= EXTRACTED DATA =
//! Database query timeout helpers
//!
//! Store calls are bounded so that a stuck connection fails the request
//! instead of hanging it. A timed-out transaction is dropped, which rolls it back.

use std::future::Future;
use std::time::Duration;
use tokio::time::timeout;

use crate::ledger::{LedgerError, LedgerResult};

/// Default timeout for database queries (5 seconds)
pub const DEFAULT_QUERY_TIMEOUT: Duration = Duration::from_secs(5);

/// Default timeout for transactions (10 seconds)
pub const DEFAULT_TRANSACTION_TIMEOUT: Duration = Duration::from_secs(10);

/// Execute a store operation with timeout
///
/// # Arguments
///
/// * `duration` - Timeout duration
/// * `future` - Async operation to execute
///
/// # Returns
///
/// * `LedgerResult<T>` - Result, or `LedgerError::Timeout`
pub async fn with_timeout<F, T, E>(duration: Duration, future: F) -> LedgerResult<T>
where
    F: Future<Output = Result<T, E>>,
    LedgerError: From<E>,
{
    match timeout(duration, future).await {
        Ok(result) => result.map_err(LedgerError::from),
        Err(_) => Err(LedgerError::Timeout(duration)),
    }
}

/// Execute a query with default timeout (5 seconds)
pub async fn with_default_timeout<F, T, E>(future: F) -> LedgerResult<T>
where
    F: Future<Output = Result<T, E>>,
    LedgerError: From<E>,
{
    with_timeout(DEFAULT_QUERY_TIMEOUT, future).await
}

#[cfg(test)]
mod tests {
    use super::*;

    #[tokio::test]
    async fn test_timeout_success() {
        let result = with_timeout(Duration::from_secs(1), async {
            Ok::<_, LedgerError>(42)
        })
        .await;
        assert_eq!(result.unwrap(), 42);
    }

    #[tokio::test]
    async fn test_timeout_expires() {
        let result = with_timeout(Duration::from_millis(10), async {
            tokio::time::sleep(Duration::from_secs(1)).await;
            Ok::<_, LedgerError>(42)
        })
        .await;
        assert!(matches!(result, Err(LedgerError::Timeout(_))));
    }

    #[tokio::test]
    async fn test_timeout_propagates_error() {
        let result = with_default_timeout(async {
            Err::<i32, _>(LedgerError::InvalidSignature)
        })
        .await;
        assert!(matches!(result, Err(LedgerError::InvalidSignature)));
    }
}
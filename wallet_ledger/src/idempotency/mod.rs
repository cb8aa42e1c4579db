//! At-most-once application of external events.

pub mod guard;

pub use guard::{
    CANCEL_SUBTYPE, IdempotencyGuard, InboundEvent, Resolution, ensure_funds, verify_replay,
};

= YOUR OBJECTIVE =
From the line containing "use super::*;" to the last line of the listing, write everything out exactly. Nothing outside that stretch belongs.

= TASK ANSWER =
    use super::*;

    #[tokio::test]
    async fn test_timeout_success() {
        let result = with_timeout(Duration::from_secs(1), async {
            Ok::<_, LedgerError>(42)
        })
        .await;
        assert_eq!(result.unwrap(), 42);
    }

    #[tokio::test]
    async fn test_timeout_expires() {
        let result = with_timeout(Duration::from_millis(10), async {
            tokio::time::sleep(Duration::from_secs(1)).await;
            Ok::<_, LedgerError>(42)
        })
        .await;
        assert!(matches!(result, Err(LedgerError::Timeout(_))));
    }

    #[tokio::test]
    async fn test_timeout_propagates_error() {
        let result = with_default_timeout(async {
            Err::<i32, _>(LedgerError::InvalidSignature)
        })
        .await;
        assert!(matches!(result, Err(LedgerError::InvalidSignature)));
    }
}
filename wallet_ledger/src/idempotency/mod.rs
repository cb8aa42e1c4579db
//! At-most-once application of external events.

pub mod guard;

pub use guard::{
    CANCEL_SUBTYPE, IdempotencyGuard, InboundEvent, Resolution, ensure_funds, verify_replay,
};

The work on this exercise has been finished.